So, the best I’ve been able to do in this question is simply stare, sometimes, in wonder, in mystery, in question, in struggle, in doubt—once in awhile even flirting on the edges of despair.  It comes down to this, either there is no God or there’s grace.  And I want to live in a world of grace however unfair it is. 


I mean what happened to me was unfair.  What happened to you and to Connor was profoundly unfair; but I want to live in a world that’s unfair if there is grace, because grace is unfair. 

Dennis:  Jerry, you mentioned you struggled with despair.  How about doubt? 

Jerry:  Oh, that’s a good question, Dennis.  I would say doubt not in the sense of absolutely turning away from faith.  You know what it was?  It was the doubt born out of exhaustion.  I was almost too tired to believe.  I remember going to church with my three little ones week after week, month after month; and I was so exhausted and so beaten up by the experience I just couldn’t muster any faith.  I would just sit there.  I wouldn’t sing.  I wouldn’t pray. 

As strange as this sounds, I really think the church picked me up on its back and carried me and my kids for awhile.  Other people sang for me.  Other people prayed for me.  Now, I do it for other people.  I’m back to praying, and I’m back to singing.  I’ve done that for lots of people in the wake of the experience. 

I don’t believe in words like recovery.  I don’t believe in words like getting over something.  What’s happened to me is that I’ve moved into it.  I’ve simply absorbed the experience into my soul.  It’s a part of the landscape of my life.  It’s part of who I am, and I’m able to live with that now pretty comfortably. 


Dennis:  It’s part of the journey you’re on. 

Jerry:  It is. 


Dennis:  Ron, some people have been singing for you? 

Ron:  I know a family that two brothers have each lost a child.  They’ve gotten involved in some amazing ministries out of their losses.  One of them, author Mike Hope, talks about how other people intubate us during times of loss.  It is as if God uses them to breathe for us.  That’s a metaphor that is very clear to me because Connor was intubated for seven days while he was in the hospital before he died.  Somebody else had to breathe for him because he couldn’t do it himself. 

In periods of great time of stress and loss, I think that’s what the church is called upon to be, as Jerry said.  Other people come in, and they breathe for us—if that’s taking care of daily tasks and activities.  Mostly, I think it’s just presence. 

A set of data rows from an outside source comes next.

use std::{path::PathBuf, sync::Arc, time::Duration};

use base64::Engine as _;

use crate::{
    assets::decode::{LoadedAsset, decode_asset},
    foundation::error::{PostcompError, PostcompResult},
};

/// Where a background or logo image comes from.
///
/// Serialized as a single string: `http(s)://` URLs, `file://` URIs or plain paths, and inline
/// `data:<mime>;base64,<payload>` URIs. In-memory bytes serialize back to a data URI.
#[derive(Clone, Debug, PartialEq, Eq, serde::Serialize, serde::Deserialize)]
#[serde(try_from = "String", into = "String")]
pub enum ImageSource {
    Url(String),
    Path(PathBuf),
    Bytes(Arc<Vec<u8>>),
}

impl ImageSource {
    pub fn parse(source: &str) -> PostcompResult<Self> {
        let source = source.trim();
        if source.is_empty() {
            return Err(PostcompError::validation("image source must be non-empty"));
        }

        if source.starts_with("http://") || source.starts_with("https://") {
            return Ok(Self::Url(source.to_owned()));
        }
        if let Some(path) = source.strip_prefix("file://") {
            if path.is_empty() {
                return Err(PostcompError::validation("file:// source has no path"));
            }
            return Ok(Self::Path(PathBuf::from(path)));
        }
        if let Some(rest) = source.strip_prefix("data:") {
            let (_, payload) = rest.split_once(";base64,").ok_or_else(|| {
                PostcompError::validation("data: sources must be base64 encoded")
            })?;
            let bytes = base64::engine::general_purpose::STANDARD
                .decode(payload)
                .map_err(|e| PostcompError::validation(format!("invalid base64 data uri: {e}")))?;
            return Ok(Self::Bytes(Arc::new(bytes)));
        }
        if source.contains("://") {
            return Err(PostcompError::validation(format!(
                "unsupported image source scheme: '{source}'"
            )));
        }
        Ok(Self::Path(PathBuf::from(source)))
    }

    pub fn from_bytes(bytes: impl Into<Vec<u8>>) -> Self {
        Self::Bytes(Arc::new(bytes.into()))
    }

    /// Short human-readable label for logs (never the full payload of inline bytes).
    pub fn describe(&self) -> String {
        match self {
            Self::Url(url) => url.clone(),
            Self::Path(path) => path.display().to_string(),
            Self::Bytes(bytes) => format!("<{} inline bytes>", bytes.len()),
        }
    }
}

impl std::str::FromStr for ImageSource {
    type Err = PostcompError;

    fn from_str(s: &str) -> Result<Self, Self::Err> {
        Self::parse(s)
    }
}

impl TryFrom<String> for ImageSource {
    type Error = PostcompError;

    fn try_from(value: String) -> Result<Self, Self::Error> {
        Self::parse(&value)
    }
}

impl From<ImageSource> for String {
    fn from(value: ImageSource) -> Self {
        match value {
            ImageSource::Url(url) => url,
            ImageSource::Path(path) => path.display().to_string(),
            ImageSource::Bytes(bytes) => format!(
                "data:application/octet-stream;base64,{}",
                base64::engine::general_purpose::STANDARD.encode(bytes.as_slice())
            ),
        }
    }
}

/// Settings for [`AssetFetcher`].
#[derive(Clone, Debug)]
pub struct FetchConfig {
    /// Whole-request timeout for remote sources.
    pub timeout: Duration,
}

impl Default for FetchConfig {
    fn default() -> Self {
        Self {
            timeout: Duration::from_secs(15),
        }
    }
}

/// Loads image bytes from any [`ImageSource`] and decodes them.
///
/// Nothing is cached: every render fetches its own assets so output depends only on the
/// sources at render time.
#[derive(Clone, Debug)]
pub struct AssetFetcher {
    http_client: reqwest::Client,
}

impl AssetFetcher {
    pub fn new(config: FetchConfig) -> PostcompResult<Self> {
        let http_client = reqwest::Client::builder()
            .timeout(config.timeout)
            .build()
            .map_err(|e| PostcompError::fetch(format!("failed to create HTTP client: {e}")))?;
        Ok(Self { http_client })
    }

    /// Fetch raw bytes for `source`.
    pub async fn fetch_bytes(&self, source: &ImageSource) -> PostcompResult<Arc<Vec<u8>>> {
        match source {
            ImageSource::Url(url) => self.fetch_from_http(url).await.map(Arc::new),
            ImageSource::Path(path) => tokio::fs::read(path)
                .await
                .map(Arc::new)
                .map_err(|e| PostcompError::fetch(format!("read '{}': {e}", path.display()))),
            ImageSource::Bytes(bytes) => Ok(bytes.clone()),
        }
    }

    /// Fetch and decode `source`.
    #[tracing::instrument(level = "debug", skip(self), fields(source = %source.describe()))]
    pub async fn fetch(&self, source: &ImageSource) -> PostcompResult<LoadedAsset> {
        let bytes = self.fetch_bytes(source).await?;
        decode_asset(&bytes).map_err(|e| {
            PostcompError::fetch(format!("decode '{}': {e:#}", source.describe()))
        })
    }

    async fn fetch_from_http(&self, url: &str) -> PostcompResult<Vec<u8>> {
        let response = self
            .http_client
            .get(url)
            .send()
            .await
            .map_err(|e| PostcompError::fetch(format!("GET {url} failed: {e}")))?;

        if !response.status().is_success() {
            return Err(PostcompError::fetch(format!(
                "GET {url} returned status {}",
                response.status()
            )));
        }

        let bytes = response
            .bytes()
            .await
            .map_err(|e| PostcompError::fetch(format!("failed to read body of {url}: {e}")))?;
        Ok(bytes.to_vec())
    }
}

#[cfg(test)]
#[path = "../../tests/unit/assets/fetch.rs"]
mod tests;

I think what I’ve needed since the death of my son, what my wife has needed, and our other two boys have needed is just presence: people who will just come and be around us and talk to us and tell us they were thinking about Connor today and ask what we’re thinking about as it relates to Connor today. 

Nan talks about how every mom wants to talk about all of her kids; and one of the best gifts anybody gives her is just permission for her to also talk about Connor, because there are lots of people who really can’t.  They really don’t know how to broach that subject.  So, when they give her permission, when they bring it up, then she’s free to talk about him.  She wants to talk about him. 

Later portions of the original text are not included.